The Thin Green Line SFGate 15 Sep 09;
The Nobel-winning economist Joseph Stiglitz has authored an important new study proposing new, and ultimately more accurate, ways of measuring a country's wealth.
The very formulas for measuring growth and prosperity turn out to be biased such that environmental protections will always look like short-term caps on growth, when, ultimately long-term growth and survival depend on preserving our natural resources.
GDP has long been an inaccurate measure of a country's prosperity: It can make countries like Malaysia which are tearing through their natural resources look wealthy, when in fact, they're enjoying a short-lived bubble. The American model, as we're seeing now, of buying on credit turns out to be unsustainable in its own way. Stiglitz explains:
In the years preceding the crisis, many in Europe, focusing on America's higher rates of GDP growth, were drawn to the US model. Had they focused on metrics such as median income — providing a better picture of what is happening to most Americans — or made corrections for the increased indebtedness of households and the country as a whole, their enthusiasm might have been more muted.
If the proposed models get wide use, they will take pressure off developing countries to ravage their environments, as China continues to do, in order to achieve the growth which is fetishized by international bodies.

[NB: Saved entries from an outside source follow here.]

//! Single-record [`Storage`] in the last flash sector.
//!
//! # Flash Layout
//!
//! ```text
//! [Firmware]        0x000000 - 0x1FF000  (memory.x FLASH region)
//! [Storage sector]  0x1FF000 - 0x200000  (4 KB, this module)
//! ```
//!
//! The sector holds one record at its start, written as a single page:
//!
//! ```text
//! magic "PADK" | key_len: u8 | data_len: u16 LE | key | data | 0xFF padding
//! ```
//!
//! Only the most recent key survives a write. The controller stores a single
//! calibration blob, so one record is all it needs.

use embassy_rp::flash::{Blocking, Flash, ERASE_SIZE};
use embassy_rp::peripherals::FLASH;
use pad_core::{Storage, StorageError};

/// Total flash size of the board.
pub const FLASH_SIZE: usize = 2 * 1024 * 1024;

/// Offset of the storage sector (last 4 KB).
pub const STORAGE_OFFSET: u32 = (FLASH_SIZE - ERASE_SIZE) as u32;

const MAGIC: [u8; 4] = *b"PADK";
const HEADER_SIZE: usize = MAGIC.len() + 1 + 2;
const PAGE_SIZE: usize = 256;

/// Blocking flash driver for the board.
pub type BoardFlash = Flash<'static, FLASH, Blocking, FLASH_SIZE>;

/// Record header.
#[derive(Debug, Clone, Copy, PartialEq, Eq)]
struct Header {
    key_len: usize,
    data_len: usize,
}

impl Header {
    fn parse(bytes: &[u8; HEADER_SIZE]) -> Option<Self> {
        if bytes[..MAGIC.len()] != MAGIC {
            return None;
        }
        let key_len = usize::from(bytes[4]);
        let data_len = usize::from(u16::from_le_bytes([bytes[5], bytes[6]]));
        // An erased or torn record can carry lengths past the page
        if HEADER_SIZE + key_len + data_len > PAGE_SIZE {
            return None;
        }
        Some(Self { key_len, data_len })
    }
}

/// Encode one record into a page, padded with the erased value.
fn encode_record(key: &str, value: &[u8]) -> Result<[u8; PAGE_SIZE], StorageError> {
    let key = key.as_bytes();
    let total = HEADER_SIZE + key.len() + value.len();
    if key.len() > usize::from(u8::MAX) || total > PAGE_SIZE {
        return Err(StorageError::TooLarge);
    }

    let mut page = [0xFFu8; PAGE_SIZE];
    page[..MAGIC.len()].copy_from_slice(&MAGIC);
    page[4] = key.len() as u8;
    page[5..HEADER_SIZE].copy_from_slice(&(value.len() as u16).to_le_bytes());
    page[HEADER_SIZE..HEADER_SIZE + key.len()].copy_from_slice(key);
    page[HEADER_SIZE + key.len()..total].copy_from_slice(value);
    Ok(page)
}

/// [`Storage`] over the on-board QSPI flash.
pub struct FlashStorage {
    flash: BoardFlash,
}

impl FlashStorage {
    #[must_use]
    pub fn new(flash: BoardFlash) -> Self {
        Self { flash }
    }

    fn read(&mut self, offset: usize, buf: &mut [u8]) -> Result<(), StorageError> {
        self.flash
            .blocking_read(STORAGE_OFFSET + offset as u32, buf)
            .map_err(|err| {
                defmt::error!("Flash read failed: {}", err);
                StorageError::Io
            })
    }
}

impl Storage for FlashStorage {
    fn get_bytes(&mut self, key: &str, buf: &mut [u8]) -> Result<Option<usize>, StorageError> {
        let mut raw = [0u8; HEADER_SIZE];
        self.read(0, &mut raw)?;
        let Some(header) = Header::parse(&raw) else {
            return Ok(None);
        };

        let mut stored_key = [0u8; u8::MAX as usize];
        let stored_key = &mut stored_key[..header.key_len];
        self.read(HEADER_SIZE, stored_key)?;
        if stored_key != key.as_bytes() {
            return Ok(None);
        }

        let out = buf
            .get_mut(..header.data_len)
            .ok_or(StorageError::BufferTooSmall)?;
        self.read(HEADER_SIZE + header.key_len, out)?;
        Ok(Some(header.data_len))
    }

    fn put_bytes(&mut self, key: &str, value: &[u8]) -> Result<(), StorageError> {
        let page = encode_record(key, value)?;

        self.flash
            .blocking_erase(STORAGE_OFFSET, STORAGE_OFFSET + ERASE_SIZE as u32)
            .map_err(|err| {
                defmt::error!("Flash erase failed: {}", err);
                StorageError::Io
            })?;
        self.flash
            .blocking_write(STORAGE_OFFSET, &page)
            .map_err(|err| {
                defmt::error!("Flash write failed: {}", err);
                StorageError::Io
            })?;

        defmt::debug!("Stored {} bytes under {}", value.len(), key);
        Ok(())
    }
}
//! Parley command-line front end.
//!
//! The binary in `main.rs` parses arguments, sets up logging and hands off
//! to [`run`], which drives single-shot generation or the conversation loop
//! over injected input and output so both can be exercised in tests.

pub mod cli;
pub mod error;
pub mod repl;
pub mod single;

use std::io::{BufRead, Write};

use parley_core::config::ParleyConfig;
use parley_generate::{init_pipeline, BackendOptions};

pub use cli::{CliArgs, Command, ServeArgs};
pub use error::AppError;

/// Where a run reads input from and writes output to.
pub struct Console<R, W> {
    pub input: R,
    pub output: W,
    /// Whether `input` is an interactive terminal.
    pub interactive: bool,
}

impl<R: BufRead, W: Write> Console<R, W> {
    pub fn new(input: R, output: W, interactive: bool) -> Self {
        Self {
            input,
            output,
            interactive,
        }
    }
}

/// Run single-shot generation or the conversation loop.
pub fn run<R: BufRead, W: Write>(
    args: &CliArgs,
    config: &ParleyConfig,
    console: &mut Console<R, W>,
) -> Result<(), AppError> {
    tracing::info!(dry_run = args.dry_run, repl = args.repl, "Starting generation");

    let prompt = if args.repl {
        None
    } else {
        Some(single::resolve_prompt(args, console)?)
    };

    let model = args.resolve_model(&config.generation);
    let device = args.resolve_device(&config.generation);
    let options = BackendOptions::from(&config.generation);

    let (generator, label) = init_pipeline(&model, &device, args.dry_run, &options).map_err(|e| {
        tracing::error!(
            error = %e,
            "Failed to initialize generation pipeline. Build with the `onnx` feature and install the model, or use --dry-run."
        );
        e
    })?;
    tracing::info!(model = %model, device = %label, "Pipeline ready");

    let params = args.resolve_parameters(&config.generation);

    match prompt {
        Some(prompt) => single::run_once(generator.as_ref(), &prompt, &params, console),
        None => repl::run_repl(args, config, generator.as_ref(), &params, console),
    }
}
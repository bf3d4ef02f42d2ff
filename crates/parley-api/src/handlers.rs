//! Route handler implementations for all API endpoints.
//!
//! Model loading, generation, and transcription block, so they run on
//! tokio's blocking pool.

use std::sync::Arc;

use axum::body::Bytes;
use axum::extract::{FromRequest, Multipart, Request, State};
use axum::http::header;
use axum::Json;
use serde::{Deserialize, Serialize};
use tracing::{debug, info};

use parley_chat::ChatError;
use parley_core::config::GenerationConfig;
use parley_core::types::GenerationParameters;
use parley_transcribe::{decode_wav, TranscribeError, TranscriptionResult};

use crate::error::ApiError;
use crate::state::AppState;

// =============================================================================
// Health
// =============================================================================

/// Response body for GET /health.
#[derive(Debug, Serialize, Deserialize)]
pub struct HealthResponse {
    pub status: String,
    pub version: String,
    pub uptime_secs: u64,
    pub history_len: usize,
}

/// GET /health - liveness plus a few counters.
pub async fn health(State(state): State<AppState>) -> Json<HealthResponse> {
    Json(HealthResponse {
        status: "healthy".to_string(),
        version: env!("CARGO_PKG_VERSION").to_string(),
        uptime_secs: state.start_time.elapsed().as_secs(),
        history_len: state.orchestrator.store().len(),
    })
}

// =============================================================================
// Chat
// =============================================================================

/// Request body for POST /api/chat.
///
/// Everything except `message` falls back to the server configuration.
#[derive(Debug, Default, Deserialize)]
#[serde(default)]
pub struct ChatRequest {
    pub message: Option<String>,
    pub model: Option<String>,
    pub device: Option<String>,
    pub dry_run: Option<bool>,
    pub max_new_tokens: Option<i64>,
    pub no_sample: Option<bool>,
    pub temperature: Option<f64>,
    pub top_k: Option<i64>,
    pub top_p: Option<f64>,
    pub repetition_penalty: Option<f64>,
    pub num_return_sequences: Option<i64>,
}

impl ChatRequest {
    /// Generation parameters with request values over configured defaults.
    pub fn parameters(&self, defaults: &GenerationConfig) -> GenerationParameters {
        let base = defaults.parameters();
        GenerationParameters {
            max_new_tokens: self.max_new_tokens.or(base.max_new_tokens),
            do_sample: self.no_sample.map(|no| !no).or(base.do_sample),
            temperature: self.temperature.or(base.temperature),
            top_k: self.top_k.or(base.top_k),
            top_p: self.top_p.or(base.top_p),
            repetition_penalty: self.repetition_penalty.or(base.repetition_penalty),
            num_return_sequences: self.num_return_sequences.or(base.num_return_sequences),
        }
    }
}

/// Response body for POST /api/chat.
#[derive(Debug, Serialize, Deserialize)]
pub struct ChatResponse {
    pub reply: String,
}

/// POST /api/chat - run one conversational turn.
pub async fn chat(
    State(state): State<AppState>,
    Json(req): Json<ChatRequest>,
) -> Result<Json<ChatResponse>, ApiError> {
    let message = req.message.clone().unwrap_or_default();
    if message.trim().is_empty() {
        return Err(ChatError::EmptyMessage.into());
    }

    let generation = &state.config.generation;
    let model = req.model.clone().unwrap_or_else(|| generation.model.clone());
    let device = req.device.clone().unwrap_or_else(|| generation.device.clone());
    let dry_run = req.dry_run.unwrap_or(state.config.server.dry_run_default);
    let params = req.parameters(generation);

    debug!(model = %model, device = %device, dry_run, "Chat request");

    let reply = tokio::task::spawn_blocking(move || -> Result<String, ChatError> {
        let generator = state.pipelines.get_or_init(&model, &device, dry_run)?;
        state
            .orchestrator
            .handle_turn(generator.as_ref(), &message, &params)
    })
    .await??;

    Ok(Json(ChatResponse { reply }))
}

// =============================================================================
// Transcription
// =============================================================================

/// Response body for POST /api/transcribe.
#[derive(Debug, Serialize, Deserialize)]
pub struct TranscribeResponse {
    pub text: String,
}

/// Form field carrying the audio in a multipart upload.
pub const AUDIO_FIELD: &str = "file";

/// POST /api/transcribe - transcribe a WAV file.
///
/// The WAV is either the raw request body or the `file` part of a
/// `multipart/form-data` upload.
pub async fn transcribe(
    State(state): State<AppState>,
    request: Request,
) -> Result<Json<TranscribeResponse>, ApiError> {
    let slot = Arc::clone(&state.transcriber);
    let service = tokio::task::spawn_blocking(move || slot.get_or_load()).await??;

    let body = read_audio(request).await?;
    if body.is_empty() {
        return Err(TranscribeError::EmptyAudio.into());
    }

    let handle = tokio::runtime::Handle::current();
    let result = tokio::task::spawn_blocking(move || -> Result<TranscriptionResult, TranscribeError> {
        let audio = decode_wav(&body)?;
        debug!(
            samples = audio.samples.len(),
            sample_rate = audio.sample_rate,
            duration_secs = audio.duration_secs(),
            "Audio decoded"
        );
        handle.block_on(service.transcribe_boxed(&audio.samples, audio.sample_rate))
    })
    .await??;

    info!(
        text_len = result.text.len(),
        duration_secs = result.duration_secs,
        "Transcription served"
    );
    Ok(Json(TranscribeResponse { text: result.text }))
}

async fn read_audio(request: Request) -> Result<Bytes, ApiError> {
    let is_form = request
        .headers()
        .get(header::CONTENT_TYPE)
        .and_then(|value| value.to_str().ok())
        .is_some_and(|value| value.starts_with("multipart/form-data"));

    if !is_form {
        return Ok(Bytes::from_request(request, &()).await?);
    }

    let mut form = Multipart::from_request(request, &()).await?;
    while let Some(field) = form.next_field().await? {
        if field.name() == Some(AUDIO_FIELD) {
            return Ok(field.bytes().await?);
        }
    }
    debug!("Multipart upload without a `{}` part", AUDIO_FIELD);
    Ok(Bytes::new())
}

#[cfg(test)]
mod tests {
    use super::*;

    #[test]
    fn test_chat_request_defaults_from_config() {
        let req: ChatRequest = serde_json::from_str(r#"{"message": "Hi"}"#).unwrap();
        let params = req.parameters(&GenerationConfig::default());
        assert_eq!(params.max_new_tokens, Some(120));
        assert_eq!(params.do_sample, Some(true));
        assert_eq!(params.temperature, Some(0.8));
        assert_eq!(params.top_k, Some(0));
        assert_eq!(params.top_p, Some(0.92));
        assert_eq!(params.repetition_penalty, Some(1.15));
        assert_eq!(params.num_return_sequences, Some(1));
    }

    #[test]
    fn test_chat_request_overrides() {
        let req: ChatRequest = serde_json::from_str(
            r#"{"message": "Hi", "no_sample": true, "temperature": 0.3, "top_k": -5,
                "num_return_sequences": 3}"#,
        )
        .unwrap();
        let params = req.parameters(&GenerationConfig::default());
        assert_eq!(params.do_sample, Some(false));
        assert_eq!(params.temperature, Some(0.3));
        // Out-of-range values are passed through for the invoker to normalize.
        assert_eq!(params.top_k, Some(-5));
        assert_eq!(params.num_return_sequences, Some(3));
    }

    #[test]
    fn test_chat_request_empty_object() {
        let req: ChatRequest = serde_json::from_str("{}").unwrap();
        assert!(req.message.is_none());
        assert!(req.dry_run.is_none());
    }
}
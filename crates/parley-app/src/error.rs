//! Errors that end a command-line run, with their exit codes.

use std::path::PathBuf;

use parley_chat::ChatError;
use parley_core::error::ParleyError;
use parley_generate::GenerateError;

/// Errors from a command-line run.
#[derive(Debug, thiserror::Error)]
pub enum AppError {
    #[error("No prompt provided")]
    NoPrompt,
    #[error("Failed to read file: {}", path.display())]
    PromptFile {
        path: PathBuf,
        #[source]
        source: std::io::Error,
    },
    #[error(transparent)]
    Generate(#[from] GenerateError),
    #[error("I/O error: {0}")]
    Io(#[from] std::io::Error),
    #[error(transparent)]
    Chat(#[from] ChatError),
    #[error(transparent)]
    Server(#[from] ParleyError),
}

impl AppError {
    /// Process exit code for this error.
    pub fn exit_code(&self) -> u8 {
        match self {
            AppError::NoPrompt => 1,
            AppError::Generate(GenerateError::BackendUnavailable(_)) => 2,
            AppError::PromptFile { .. } => 3,
            AppError::Generate(GenerateError::ModelLoad(_)) => 4,
            AppError::Generate(_) | AppError::Chat(_) | AppError::Io(_) | AppError::Server(_) => 1,
        }
    }
}
//! Device selector resolution.

/// Backend index meaning "run on the CPU".
pub const CPU_DEVICE: i32 = -1;

/// Map a user-facing device selector to a backend device index.
///
/// `"cpu"` is -1, anything starting with `"cuda"` and `"gpu"` are device 0,
/// and any other string is parsed as an index, falling back to the CPU when
/// it is not a number. Matching ignores case and surrounding whitespace.
pub fn resolve_device(device: &str) -> i32 {
    let dev = device.trim().to_lowercase();
    if dev == "cpu" {
        CPU_DEVICE
    } else if dev.starts_with("cuda") || dev == "gpu" {
        0
    } else {
        dev.parse::<i32>().unwrap_or(CPU_DEVICE)
    }
}
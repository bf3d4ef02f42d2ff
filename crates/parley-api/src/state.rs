//! Application state shared across all route handlers.
//!
//! AppState holds references to all services and shared resources.
//! It is passed to handlers via axum's State extractor.

use std::path::PathBuf;
use std::sync::{Arc, Mutex, PoisonError};
use std::time::Instant;

use parley_chat::{ChatOrchestrator, ConversationStore};
use parley_core::config::ParleyConfig;
use parley_generate::{BackendOptions, PipelineRegistry};
use parley_transcribe::{DynTranscriptionService, TranscribeError, WhisperConfig, WhisperService};

/// Shared application state.
///
/// All fields use `Arc` for cheap cloning across handler tasks.
#[derive(Clone)]
pub struct AppState {
    /// Application configuration, fixed for the life of the server.
    pub config: Arc<ParleyConfig>,
    /// Runs chat turns against the shared conversation history.
    pub orchestrator: Arc<ChatOrchestrator>,
    /// Generation pipelines built so far.
    pub pipelines: Arc<PipelineRegistry>,
    /// Lazily loaded speech-to-text service.
    pub transcriber: Arc<TranscriberSlot>,
    /// Server start time for uptime calculation.
    pub start_time: Instant,
}

impl AppState {
    /// Create state around `store`, persisting it to `state_file` after
    /// every turn when one is given.
    pub fn new(config: ParleyConfig, store: Arc<ConversationStore>, state_file: Option<PathBuf>) -> Self {
        let mut orchestrator = ChatOrchestrator::new(store, &config.conversation);
        if let Some(path) = state_file {
            orchestrator = orchestrator.with_history_path(path);
        }
        let pipelines = PipelineRegistry::new(BackendOptions::from(&config.generation));
        let transcriber = TranscriberSlot::new(WhisperConfig::from(&config.transcription));

        Self {
            config: Arc::new(config),
            orchestrator: Arc::new(orchestrator),
            pipelines: Arc::new(pipelines),
            transcriber: Arc::new(transcriber),
            start_time: Instant::now(),
        }
    }

    /// Replace the transcription service slot.
    pub fn with_transcriber(mut self, transcriber: TranscriberSlot) -> Self {
        self.transcriber = Arc::new(transcriber);
        self
    }
}

/// Holds the transcription service, loading the model on first use.
///
/// A missing model is reported on every request until the file appears,
/// so installing it does not require a restart.
pub struct TranscriberSlot {
    config: WhisperConfig,
    service: Mutex<Option<Arc<dyn DynTranscriptionService>>>,
}

impl TranscriberSlot {
    pub fn new(config: WhisperConfig) -> Self {
        Self {
            config,
            service: Mutex::new(None),
        }
    }

    /// A slot with an already constructed service.
    pub fn with_service(config: WhisperConfig, service: Arc<dyn DynTranscriptionService>) -> Self {
        Self {
            config,
            service: Mutex::new(Some(service)),
        }
    }

    pub fn model_path(&self) -> &str {
        &self.config.model_path
    }

    /// Return the service, loading the model if this is the first use.
    ///
    /// Blocks while the model loads; call from a blocking context.
    pub fn get_or_load(&self) -> Result<Arc<dyn DynTranscriptionService>, TranscribeError> {
        let mut slot = self.service.lock().unwrap_or_else(PoisonError::into_inner);
        if let Some(service) = slot.as_ref() {
            return Ok(Arc::clone(service));
        }

        let service: Arc<dyn DynTranscriptionService> =
            Arc::new(WhisperService::new(self.config.clone())?);
        *slot = Some(Arc::clone(&service));
        Ok(service)
    }
}
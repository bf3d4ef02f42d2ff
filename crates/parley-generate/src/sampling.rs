//! Next-token selection from raw logits.
//!
//! Applies the decoding controls in the usual order: repetition penalty,
//! temperature, top-k, top-p, then draws from the remaining distribution.
//! Greedy decoding skips everything after the repetition penalty.

use std::collections::HashSet;

use rand::Rng;

use crate::invoker::ResolvedParameters;

/// Decoding controls for a single sequence.
#[derive(Debug, Clone, PartialEq)]
pub struct SamplingConfig {
    pub do_sample: bool,
    pub temperature: f32,
    /// 0 disables top-k filtering.
    pub top_k: usize,
    /// 1.0 disables nucleus filtering.
    pub top_p: f32,
    /// 1.0 disables the penalty.
    pub repetition_penalty: f32,
}

impl From<&ResolvedParameters> for SamplingConfig {
    fn from(params: &ResolvedParameters) -> Self {
        Self {
            do_sample: params.do_sample,
            temperature: params.temperature as f32,
            top_k: params.top_k,
            top_p: params.top_p as f32,
            repetition_penalty: params.repetition_penalty as f32,
        }
    }
}

/// Down-weight every token that already occurs in `seen`.
///
/// Positive logits are divided by the penalty and negative ones multiplied,
/// so the token always becomes less likely.
pub fn apply_repetition_penalty(logits: &mut [f32], seen: &[u32], penalty: f32) {
    if penalty == 1.0 {
        return;
    }
    let unique: HashSet<u32> = seen.iter().copied().collect();
    for id in unique {
        if let Some(logit) = logits.get_mut(id as usize) {
            if *logit > 0.0 {
                *logit /= penalty;
            } else {
                *logit *= penalty;
            }
        }
    }
}

/// Index of the largest logit. Ties resolve to the lowest index.
pub fn argmax(logits: &[f32]) -> u32 {
    let mut best = 0usize;
    for (i, &value) in logits.iter().enumerate() {
        if value > logits[best] {
            best = i;
        }
    }
    best as u32
}

/// Turn logits into the filtered, normalized candidate distribution.
///
/// Returns `(token, probability)` pairs sorted by descending probability.
pub fn candidate_distribution(logits: &[f32], config: &SamplingConfig) -> Vec<(u32, f32)> {
    let temperature = if config.temperature > 0.0 {
        config.temperature
    } else {
        1.0
    };

    let mut scored: Vec<(u32, f32)> = logits
        .iter()
        .enumerate()
        .filter(|(_, l)| l.is_finite())
        .map(|(i, &l)| (i as u32, l / temperature))
        .collect();
    scored.sort_by(|a, b| b.1.total_cmp(&a.1));

    if config.top_k > 0 && scored.len() > config.top_k {
        scored.truncate(config.top_k);
    }

    // Softmax, shifted by the max for stability.
    let max = scored.first().map(|(_, l)| *l).unwrap_or(0.0);
    let mut total = 0.0f32;
    for (_, l) in scored.iter_mut() {
        *l = (*l - max).exp();
        total += *l;
    }
    if total > 0.0 {
        for (_, p) in scored.iter_mut() {
            *p /= total;
        }
    }

    if config.top_p < 1.0 {
        let mut cumulative = 0.0f32;
        let mut keep = scored.len();
        for (i, (_, p)) in scored.iter().enumerate() {
            cumulative += *p;
            if cumulative >= config.top_p {
                keep = i + 1;
                break;
            }
        }
        scored.truncate(keep.max(1));
        let kept: f32 = scored.iter().map(|(_, p)| p).sum();
        if kept > 0.0 {
            for (_, p) in scored.iter_mut() {
                *p /= kept;
            }
        }
    }

    scored
}

/// Pick the next token id.
///
/// `history` holds every token already in the sequence (prompt included)
/// and feeds the repetition penalty.
pub fn select_token<R: Rng>(
    logits: &[f32],
    history: &[u32],
    config: &SamplingConfig,
    rng: &mut R,
) -> u32 {
    let mut logits = logits.to_vec();
    apply_repetition_penalty(&mut logits, history, config.repetition_penalty);

    if !config.do_sample {
        return argmax(&logits);
    }

    let distribution = candidate_distribution(&logits, config);
    let Some(&(fallback, _)) = distribution.first() else {
        return argmax(&logits);
    };

    let draw: f32 = rng.random();
    let mut cumulative = 0.0f32;
    for &(token, p) in &distribution {
        cumulative += p;
        if draw < cumulative {
            return token;
        }
    }
    fallback
}
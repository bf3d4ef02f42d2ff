//! Cache of constructed pipelines for long-running processes.

use std::collections::HashMap;
use std::sync::{Arc, Mutex, PoisonError};

use tracing::{debug, info};

use crate::error::GenerateError;
use crate::factory::{init_pipeline, BackendOptions};
use crate::SharedGenerator;

/// Identity of a cached pipeline.
#[derive(Debug, Clone, PartialEq, Eq, Hash)]
pub struct PipelineKey {
    pub model: String,
    pub device: String,
    pub dry_run: bool,
}

impl PipelineKey {
    /// Dry-run pipelines ignore model and device, so they share one key.
    pub fn new(model: &str, device: &str, dry_run: bool) -> Self {
        if dry_run {
            Self {
                model: String::new(),
                device: String::new(),
                dry_run,
            }
        } else {
            Self {
                model: model.to_string(),
                device: device.trim().to_lowercase(),
                dry_run,
            }
        }
    }
}

/// One cache entry. Empty until its pipeline has been built.
type Slot = Arc<Mutex<Option<SharedGenerator>>>;

/// Builds each distinct pipeline once and hands out shared references.
///
/// The map lock is held only to find a key's slot. Construction happens
/// under that slot's own lock, so concurrent requests for the same uncached
/// model wait for one load while other keys stay available. Failed
/// constructions leave the slot empty and are retried on the next request.
pub struct PipelineRegistry {
    options: BackendOptions,
    cache: Mutex<HashMap<PipelineKey, Slot>>,
}

impl PipelineRegistry {
    pub fn new(options: BackendOptions) -> Self {
        Self {
            options,
            cache: Mutex::new(HashMap::new()),
        }
    }

    /// Return the cached pipeline for the key, constructing it if needed.
    ///
    /// Blocks while a model loads; call from a blocking context.
    pub fn get_or_init(
        &self,
        model: &str,
        device: &str,
        dry_run: bool,
    ) -> Result<SharedGenerator, GenerateError> {
        let key = PipelineKey::new(model, device, dry_run);
        self.get_or_init_with(key, || {
            let (generator, label) = init_pipeline(model, device, dry_run, &self.options)?;
            info!(model = %model, device = %label, dry_run, "Pipeline ready");
            Ok(generator)
        })
    }

    fn get_or_init_with<F>(
        &self,
        key: PipelineKey,
        load: F,
    ) -> Result<SharedGenerator, GenerateError>
    where
        F: FnOnce() -> Result<SharedGenerator, GenerateError>,
    {
        let slot = self.slot(&key);
        let mut entry = slot.lock().unwrap_or_else(PoisonError::into_inner);

        if let Some(generator) = entry.as_ref() {
            debug!(
                model = %key.model,
                device = %key.device,
                dry_run = key.dry_run,
                "Pipeline cache hit"
            );
            return Ok(Arc::clone(generator));
        }

        let generator = load()?;
        *entry = Some(Arc::clone(&generator));
        Ok(generator)
    }

    fn slot(&self, key: &PipelineKey) -> Slot {
        let mut cache = self.cache.lock().unwrap_or_else(PoisonError::into_inner);
        Arc::clone(cache.entry(key.clone()).or_default())
    }

    /// Number of pipelines built so far. Loads still in progress are not
    /// counted.
    pub fn len(&self) -> usize {
        self.cache
            .lock()
            .unwrap_or_else(PoisonError::into_inner)
            .values()
            .filter(|slot| slot.try_lock().map(|entry| entry.is_some()).unwrap_or(false))
            .count()
    }

    pub fn is_empty(&self) -> bool {
        self.len() == 0
    }
}

impl Default for PipelineRegistry {
    fn default() -> Self {
        Self::new(BackendOptions::default())
    }
}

The new models would also bring good things on a more personal level. The GDP works like an average, rather than a median, and doesn't have any gauge for income disparity. And, as it turns out income disparity matters: Countries with a smaller gap between rich and poor generally have better health outcomes and higher happiness ratings. The U.S. ranks poorly on the first and so-so on the second. The principal is that, confronted with people who have so much more than you do, you will experience stress and dissatisfaction.
The new study would also credit leisure time. As my friend Luke says, the only measure of rising standard of living is how much less we have to work to reach the same point. By Luke's Rule, the U.S. fares quite poorly. Indeed, Stiglitz offers his own version of the rule: "Our economy is supposed to increase our well-being. It, too, is not an end in itself."
Perhaps not coincidentally, the study was commissioned by Nicolas Sarkozy, the president of France, where meals and vacations are famously long.